* **Exercise goal**
Find the line with "repository 192918b3ffb91e73" in the entries below, then reproduce it and every line after it down to and including the line with "let mut sorted = verdicts.to_vec();", exactly.

* **Data listing**
- - - - - - -
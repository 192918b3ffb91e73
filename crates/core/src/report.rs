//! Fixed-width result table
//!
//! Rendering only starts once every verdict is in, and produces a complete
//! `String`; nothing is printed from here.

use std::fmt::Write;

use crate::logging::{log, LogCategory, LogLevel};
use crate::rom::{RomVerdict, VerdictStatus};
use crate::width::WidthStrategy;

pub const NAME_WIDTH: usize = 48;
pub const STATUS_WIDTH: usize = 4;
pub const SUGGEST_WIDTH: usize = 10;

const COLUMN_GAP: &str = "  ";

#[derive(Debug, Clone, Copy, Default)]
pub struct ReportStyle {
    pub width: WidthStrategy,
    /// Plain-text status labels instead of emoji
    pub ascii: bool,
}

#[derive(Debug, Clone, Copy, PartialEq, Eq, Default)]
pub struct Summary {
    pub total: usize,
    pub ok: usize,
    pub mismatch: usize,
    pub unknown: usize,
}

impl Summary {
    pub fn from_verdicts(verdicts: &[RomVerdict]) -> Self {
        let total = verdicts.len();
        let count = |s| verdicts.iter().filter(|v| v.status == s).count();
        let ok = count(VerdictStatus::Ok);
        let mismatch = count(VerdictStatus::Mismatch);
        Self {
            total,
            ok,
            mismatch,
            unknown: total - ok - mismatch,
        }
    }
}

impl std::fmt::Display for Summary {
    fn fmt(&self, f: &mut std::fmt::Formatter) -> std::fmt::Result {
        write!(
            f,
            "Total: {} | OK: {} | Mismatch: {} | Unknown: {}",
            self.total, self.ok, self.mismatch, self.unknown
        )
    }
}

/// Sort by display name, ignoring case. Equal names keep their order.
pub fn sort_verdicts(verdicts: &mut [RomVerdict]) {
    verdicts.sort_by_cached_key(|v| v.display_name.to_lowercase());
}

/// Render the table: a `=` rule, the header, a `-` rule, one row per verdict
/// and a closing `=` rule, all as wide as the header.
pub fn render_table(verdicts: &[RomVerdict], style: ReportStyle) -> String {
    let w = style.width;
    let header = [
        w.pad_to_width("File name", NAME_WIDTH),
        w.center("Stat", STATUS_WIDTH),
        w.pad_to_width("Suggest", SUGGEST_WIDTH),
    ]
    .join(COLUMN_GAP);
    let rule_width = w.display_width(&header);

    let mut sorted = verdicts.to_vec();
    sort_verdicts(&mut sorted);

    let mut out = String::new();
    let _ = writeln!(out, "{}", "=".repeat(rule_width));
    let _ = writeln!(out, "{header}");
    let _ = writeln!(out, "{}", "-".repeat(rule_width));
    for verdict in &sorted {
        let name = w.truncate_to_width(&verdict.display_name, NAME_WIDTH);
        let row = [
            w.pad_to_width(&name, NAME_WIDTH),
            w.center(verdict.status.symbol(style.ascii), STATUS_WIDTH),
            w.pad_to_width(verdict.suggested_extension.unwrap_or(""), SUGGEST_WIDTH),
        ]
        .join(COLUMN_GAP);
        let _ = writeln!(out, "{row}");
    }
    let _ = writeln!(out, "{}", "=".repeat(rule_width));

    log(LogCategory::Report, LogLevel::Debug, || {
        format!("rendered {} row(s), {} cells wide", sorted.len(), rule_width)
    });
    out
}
- - - - - - -
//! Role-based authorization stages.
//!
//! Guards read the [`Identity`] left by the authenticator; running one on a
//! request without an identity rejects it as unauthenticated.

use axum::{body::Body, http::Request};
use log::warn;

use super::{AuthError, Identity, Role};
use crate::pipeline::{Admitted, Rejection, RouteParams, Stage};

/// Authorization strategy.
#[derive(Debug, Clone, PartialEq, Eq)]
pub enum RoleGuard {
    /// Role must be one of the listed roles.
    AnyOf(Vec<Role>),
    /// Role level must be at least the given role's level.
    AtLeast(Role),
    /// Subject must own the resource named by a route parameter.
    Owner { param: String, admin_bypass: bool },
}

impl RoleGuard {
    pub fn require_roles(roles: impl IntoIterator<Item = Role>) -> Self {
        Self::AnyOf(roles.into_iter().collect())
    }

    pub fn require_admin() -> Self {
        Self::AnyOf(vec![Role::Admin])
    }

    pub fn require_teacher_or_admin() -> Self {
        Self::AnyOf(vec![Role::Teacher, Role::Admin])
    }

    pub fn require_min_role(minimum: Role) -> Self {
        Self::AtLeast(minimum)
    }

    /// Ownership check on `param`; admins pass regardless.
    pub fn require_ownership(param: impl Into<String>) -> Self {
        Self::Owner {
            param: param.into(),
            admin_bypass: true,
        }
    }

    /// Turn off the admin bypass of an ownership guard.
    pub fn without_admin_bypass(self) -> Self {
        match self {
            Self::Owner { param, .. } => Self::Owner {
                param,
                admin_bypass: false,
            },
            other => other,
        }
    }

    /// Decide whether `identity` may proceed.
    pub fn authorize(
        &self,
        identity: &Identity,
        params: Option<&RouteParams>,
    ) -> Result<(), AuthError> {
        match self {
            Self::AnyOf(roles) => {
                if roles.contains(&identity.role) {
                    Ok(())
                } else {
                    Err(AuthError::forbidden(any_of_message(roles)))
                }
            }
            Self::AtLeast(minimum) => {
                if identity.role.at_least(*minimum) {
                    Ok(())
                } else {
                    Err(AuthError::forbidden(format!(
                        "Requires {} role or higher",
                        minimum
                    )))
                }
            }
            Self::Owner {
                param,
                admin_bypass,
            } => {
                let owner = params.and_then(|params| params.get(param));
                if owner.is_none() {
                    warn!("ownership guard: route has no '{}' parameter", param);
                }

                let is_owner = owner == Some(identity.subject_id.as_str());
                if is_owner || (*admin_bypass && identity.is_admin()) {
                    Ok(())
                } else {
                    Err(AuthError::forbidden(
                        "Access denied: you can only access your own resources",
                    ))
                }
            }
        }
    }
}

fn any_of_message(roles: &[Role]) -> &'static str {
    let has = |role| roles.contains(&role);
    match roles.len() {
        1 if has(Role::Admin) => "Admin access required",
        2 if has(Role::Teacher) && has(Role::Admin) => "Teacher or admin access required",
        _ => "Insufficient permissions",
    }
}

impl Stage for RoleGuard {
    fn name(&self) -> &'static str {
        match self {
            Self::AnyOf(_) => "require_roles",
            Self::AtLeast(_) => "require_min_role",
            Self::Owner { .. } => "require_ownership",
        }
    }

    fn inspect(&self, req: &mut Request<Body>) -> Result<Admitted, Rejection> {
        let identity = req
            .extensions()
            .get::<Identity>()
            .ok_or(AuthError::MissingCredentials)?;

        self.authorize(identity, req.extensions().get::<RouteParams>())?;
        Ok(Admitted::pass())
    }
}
- - - - - - -
* **Answer area**
repository 192918b3ffb91e73
filename crates/core/src/report.rs
//! Fixed-width result table
//!
//! Rendering only starts once every verdict is in, and produces a complete
//! `String`; nothing is printed from here.

use std::fmt::Write;

use crate::logging::{log, LogCategory, LogLevel};
use crate::rom::{RomVerdict, VerdictStatus};
use crate::width::WidthStrategy;

pub const NAME_WIDTH: usize = 48;
pub const STATUS_WIDTH: usize = 4;
pub const SUGGEST_WIDTH: usize = 10;

const COLUMN_GAP: &str = "  ";

#[derive(Debug, Clone, Copy, Default)]
pub struct ReportStyle {
    pub width: WidthStrategy,
    /// Plain-text status labels instead of emoji
    pub ascii: bool,
}

#[derive(Debug, Clone, Copy, PartialEq, Eq, Default)]
pub struct Summary {
    pub total: usize,
    pub ok: usize,
    pub mismatch: usize,
    pub unknown: usize,
}

impl Summary {
    pub fn from_verdicts(verdicts: &[RomVerdict]) -> Self {
        let total = verdicts.len();
        let count = |s| verdicts.iter().filter(|v| v.status == s).count();
        let ok = count(VerdictStatus::Ok);
        let mismatch = count(VerdictStatus::Mismatch);
        Self {
            total,
            ok,
            mismatch,
            unknown: total - ok - mismatch,
        }
    }
}

impl std::fmt::Display for Summary {
    fn fmt(&self, f: &mut std::fmt::Formatter) -> std::fmt::Result {
        write!(
            f,
            "Total: {} | OK: {} | Mismatch: {} | Unknown: {}",
            self.total, self.ok, self.mismatch, self.unknown
        )
    }
}

/// Sort by display name, ignoring case. Equal names keep their order.
pub fn sort_verdicts(verdicts: &mut [RomVerdict]) {
    verdicts.sort_by_cached_key(|v| v.display_name.to_lowercase());
}

/// Render the table: a `=` rule, the header, a `-` rule, one row per verdict
/// and a closing `=` rule, all as wide as the header.
pub fn render_table(verdicts: &[RomVerdict], style: ReportStyle) -> String {
    let w = style.width;
    let header = [
        w.pad_to_width("File name", NAME_WIDTH),
        w.center("Stat", STATUS_WIDTH),
        w.pad_to_width("Suggest", SUGGEST_WIDTH),
    ]
    .join(COLUMN_GAP);
    let rule_width = w.display_width(&header);

    let mut sorted = verdicts.to_vec();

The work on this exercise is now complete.